The Future: Thinking Value and Value-based Drug Pricing

Marketplace dynamics for the drug pricing ecosystem includes health plans that are also concerned about the cost of prescription drugs as part of an AHIP advocacy campaign on “where does your health care dollar go?” In a graphic carving up a $1 bill, the first 21.5 cents go to Prescription Drugs, with the implication that 21.5% of healthcare costs are spent on medicines versus 19 cents on inpatient hospital costs, 19.8 cents on outpatient hospital costs, 2.2 cents on emergency department costs and so on.

As Dr. Steve Miller, Cigna’s Chief Clinical Officer, said in the company’s press release, “Despite only representing 2% of prescriptions, specialty medicines accounted for more than half of the total pharmacy spend” in 2020.

Cigna, the national health plan, announced its launch of a so-called “shared savings program” which will give patients eligible to be prescribed branded Remicade a $500 incentive (in the form of a $500 debit card for healthcare services and products) to switch to a biosimilar drug (which has a lower list price). Starting in July, two biosimilars will be available for Remicade patients: Avsola and Inflectra. (FYI, as of June 27, 2021, depending on the retail pharmacy, I found the patient-facing cost via GoodRx for Remicade was about $6,000, Avsola $1,500, and Inflectra just under $3,000).

With that in mind, on June 24, 2021, Lilly filed an application with the FDA for Breakthrough Therapy status for the approval of donanemab for the treatment of Alzheimer’s disease.

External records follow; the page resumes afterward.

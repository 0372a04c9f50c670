use std::sync::Arc;

use assert_matches::assert_matches;
use pretty_assertions::assert_eq;

use meshtag::{
    ConnectionController, FakeTransport, FakeTransportConfig, FrameCodec, InteractionError,
    MotionSettings, ProtocolError, RAW_STATUS_ON, TagDevice, WriteMode,
};

fn fake(config: FakeTransportConfig) -> Arc<FakeTransport> {
    Arc::new(FakeTransport::new(config))
}

async fn wait_connected(controller: &ConnectionController) {
    let mut connectivity = controller.streams().connectivity();
    connectivity
        .wait_for(|connected| *connected)
        .await
        .expect("connectivity stream should stay open");
}

async fn wait_cleaned_up(controller: &ConnectionController) {
    // Cleanup resets connectivity first and battery last, and the battery
    // watch wakes on every publish even when the value was already unset, so
    // the next publish that leaves battery empty marks the end of teardown.
    // Waiting on the value alone would resolve immediately on a fresh
    // controller, before the session task has run at all.
    let mut battery = controller.streams().battery();
    loop {
        battery
            .changed()
            .await
            .expect("battery stream should stay open");
        if battery.borrow_and_update().is_none() {
            break;
        }
    }
}

#[tokio::test]
async fn discovery_connects_and_completes_the_handshake() {
    let transport = fake(FakeTransportConfig::builder().build());
    let device = TagDevice::new(
        Arc::clone(&transport) as _,
        "AA:BB:CC:DD:EE:FF",
        "MESH-100BU1234567",
    );
    let controller = device.controller().clone();

    controller.on_discovered(true);
    wait_connected(&controller).await;

    // The feature-enable literal is written as-is with an acknowledgement.
    let writes = transport.writes();
    assert_eq!(1, writes.len());
    assert_eq!(meshtag::CMD_FEATURE_ENABLE.to_vec(), writes[0].payload);
    assert_eq!(WriteMode::WithResponse, writes[0].mode);

    // Device info populated battery and firmware before connectivity.
    assert_eq!(Some(100), *controller.streams().battery().borrow());
    assert_eq!(Some("1.0.0".to_string()), device.firmware());

    controller.close().await;
}

#[tokio::test]
async fn motion_tags_push_their_configuration_on_connect() {
    let transport = fake(FakeTransportConfig::builder().build());
    let controller = ConnectionController::new(
        Arc::clone(&transport) as _,
        "AA:BB:CC:DD:EE:FF",
        "MESH-100MD1234567",
    );

    controller.on_discovered(true);
    wait_connected(&controller).await;

    let writes = transport.writes();
    assert_eq!(2, writes.len());
    let expected = FrameCodec::encode_command(&MotionSettings::default().config_payload(true));
    assert_eq!(expected, writes[1].payload);

    controller.close().await;
}

#[tokio::test]
async fn repeated_sightings_while_connected_are_no_ops() {
    let transport = fake(FakeTransportConfig::builder().build());
    let controller = ConnectionController::new(
        Arc::clone(&transport) as _,
        "AA:BB:CC:DD:EE:FF",
        "MESH-100BU1234567",
    );

    controller.on_discovered(true);
    wait_connected(&controller).await;

    controller.on_discovered(true);
    controller.on_discovered(true);
    tokio::task::yield_now().await;

    assert_eq!(1, transport.connect_attempts());
    assert!(*controller.streams().connectivity().borrow());

    controller.close().await;
}

#[tokio::test(start_paused = true)]
async fn missing_device_info_times_out_and_allows_a_retry() {
    let transport = fake(
        FakeTransportConfig::builder()
            .withhold_device_info(true)
            .build(),
    );
    let controller = ConnectionController::new(
        Arc::clone(&transport) as _,
        "AA:BB:CC:DD:EE:FF",
        "MESH-100BU1234567",
    );

    controller.on_discovered(true);
    wait_cleaned_up(&controller).await;

    assert_eq!(1, transport.connect_attempts());
    assert!(!*controller.streams().connectivity().borrow());
    assert!(!transport.link_up());

    // The next sighting starts a fresh attempt.
    controller.on_discovered(true);
    wait_cleaned_up(&controller).await;
    assert_eq!(2, transport.connect_attempts());

    controller.close().await;
}

#[tokio::test(start_paused = true)]
async fn stalled_enable_ack_times_out() {
    let transport = fake(
        FakeTransportConfig::builder()
            .stall_enable_ack(true)
            .build(),
    );
    let controller = ConnectionController::new(
        Arc::clone(&transport) as _,
        "AA:BB:CC:DD:EE:FF",
        "MESH-100BU1234567",
    );

    controller.on_discovered(true);
    wait_cleaned_up(&controller).await;

    // The session really ran: it connected, then gave up on the stalled ack.
    assert_eq!(1, transport.connect_attempts());
    assert!(!*controller.streams().connectivity().borrow());
    assert!(!transport.link_up());
    assert!(transport.writes().is_empty());
}

#[tokio::test]
async fn link_loss_resets_connectivity_then_battery() {
    let transport = fake(FakeTransportConfig::builder().build());
    let controller = ConnectionController::new(
        Arc::clone(&transport) as _,
        "AA:BB:CC:DD:EE:FF",
        "MESH-100BU1234567",
    );

    controller.on_discovered(true);
    wait_connected(&controller).await;
    assert_eq!(Some(100), *controller.streams().battery().borrow());

    transport.trigger_disconnect();
    wait_cleaned_up(&controller).await;

    assert!(!*controller.streams().connectivity().borrow());
    assert_eq!(None, *controller.streams().battery().borrow());

    // Sends now fail until a new session is established.
    let result = controller.send_raw(&RAW_STATUS_ON).await;
    assert_matches!(result, Err(InteractionError::NotConnected { .. }));
}

#[tokio::test]
async fn close_tears_the_session_down_and_blocks_new_attempts() {
    let transport = fake(FakeTransportConfig::builder().build());
    let controller = ConnectionController::new(
        Arc::clone(&transport) as _,
        "AA:BB:CC:DD:EE:FF",
        "MESH-100BU1234567",
    );

    controller.on_discovered(true);
    wait_connected(&controller).await;

    controller.close().await;
    assert!(!*controller.streams().connectivity().borrow());
    assert!(!transport.link_up());

    controller.on_discovered(true);
    tokio::task::yield_now().await;
    assert_eq!(1, transport.connect_attempts());

    // Closing again is harmless.
    controller.close().await;
}

#[tokio::test(flavor = "multi_thread", worker_threads = 2)]
async fn sightings_racing_a_close_never_leave_a_session_running() {
    for _ in 0..64 {
        let transport = fake(FakeTransportConfig::builder().build());
        let controller = ConnectionController::new(
            Arc::clone(&transport) as _,
            "AA:BB:CC:DD:EE:FF",
            "MESH-100BU1234567",
        );

        let racer = {
            let controller = controller.clone();
            tokio::spawn(async move {
                controller.on_discovered(true);
            })
        };
        controller.close().await;
        racer.await.expect("sighting task should finish");

        // Whichever side won the slot: a handle stored before close() took
        // it was cancelled and awaited, and a sighting that lost saw the
        // closed flag. Either way the link is down and sends are rejected.
        assert!(!transport.link_up());
        assert_matches!(
            controller.send_raw(&RAW_STATUS_ON).await,
            Err(InteractionError::NotConnected { .. })
        );
    }
}

#[tokio::test]
async fn commands_are_framed_and_raw_writes_pass_through() {
    let transport = fake(FakeTransportConfig::builder().build());
    let controller = ConnectionController::new(
        Arc::clone(&transport) as _,
        "AA:BB:CC:DD:EE:FF",
        "MESH-100LE1234567",
    );

    controller.on_discovered(true);
    wait_connected(&controller).await;

    controller
        .send_command(&[0x00, 0x04, 0x00])
        .await
        .expect("framed send should succeed");
    controller
        .send_raw(&RAW_STATUS_ON)
        .await
        .expect("raw send should succeed");

    let writes = transport.writes();
    // Enable command, then the framed command, then the raw literal.
    assert_eq!(3, writes.len());
    assert_eq!(vec![0x00, 0x04, 0x00, 0x04], writes[1].payload);
    assert_eq!(RAW_STATUS_ON.to_vec(), writes[2].payload);

    controller.close().await;
}

#[tokio::test]
async fn typed_setters_validate_before_writing() {
    let transport = fake(FakeTransportConfig::builder().build());
    let controller = ConnectionController::new(
        Arc::clone(&transport) as _,
        "AA:BB:CC:DD:EE:FF",
        "MESH-100GP1234567",
    );

    controller.on_discovered(true);
    wait_connected(&controller).await;
    let writes_before = transport.writes().len();

    let result = controller.set_digital_output(7, true).await;
    assert_matches!(result, Err(ProtocolError::Command(_)));
    assert_eq!(writes_before, transport.writes().len());

    controller
        .set_digital_output(2, true)
        .await
        .expect("valid pin should be accepted");
    let writes = transport.writes();
    assert_eq!(writes_before + 1, writes.len());
    // The new configuration frame reflects the raised pin bit.
    let config = &writes[writes.len() - 1].payload;
    assert_eq!(0x01, config[0]);
    assert_eq!(0x01, config[1]);
    assert_eq!(0b010, config[4]);

    controller.close().await;
}

#[tokio::test(start_paused = true)]
async fn motion_timer_updates_reconfigure_without_reinitialising() {
    let transport = fake(FakeTransportConfig::builder().build());
    let controller = ConnectionController::new(
        Arc::clone(&transport) as _,
        "AA:BB:CC:DD:EE:FF",
        "MESH-100MD1234567",
    );

    controller.on_discovered(true);
    wait_connected(&controller).await;

    controller
        .set_motion_hold_ms(2_000)
        .await
        .expect("in-range hold time should be accepted");

    let writes = transport.writes();
    let mut expected_settings = MotionSettings::default();
    expected_settings
        .set_hold_ms(2_000)
        .expect("hold time is in range");
    let expected = FrameCodec::encode_command(&expected_settings.config_payload(false));
    assert_eq!(expected, writes[writes.len() - 1].payload);

    let result = controller.set_motion_hold_ms(100).await;
    assert_matches!(result, Err(ProtocolError::Command(_)));

    controller.close().await;
}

This will expedite the review of the therapy in the same faster-track regulatory journey that Aduhelm traveled.

In the case of patients and families dealing with Alzheimer’s disease, we should expect that “stampede to the gate” for something people desperately yearn for and need.

Aduhelm may well be the poster child America needs to ignite a long overdue discussion about healthcare innovation, who pays, and who benefits.

We are only at the beginning of that dialogue and debate that health citizens, scientists, clinicians, payers and policymakers have not yet had about, ultimately, scarce healthcare resources and how they are allocated for the benefit of patients and their families.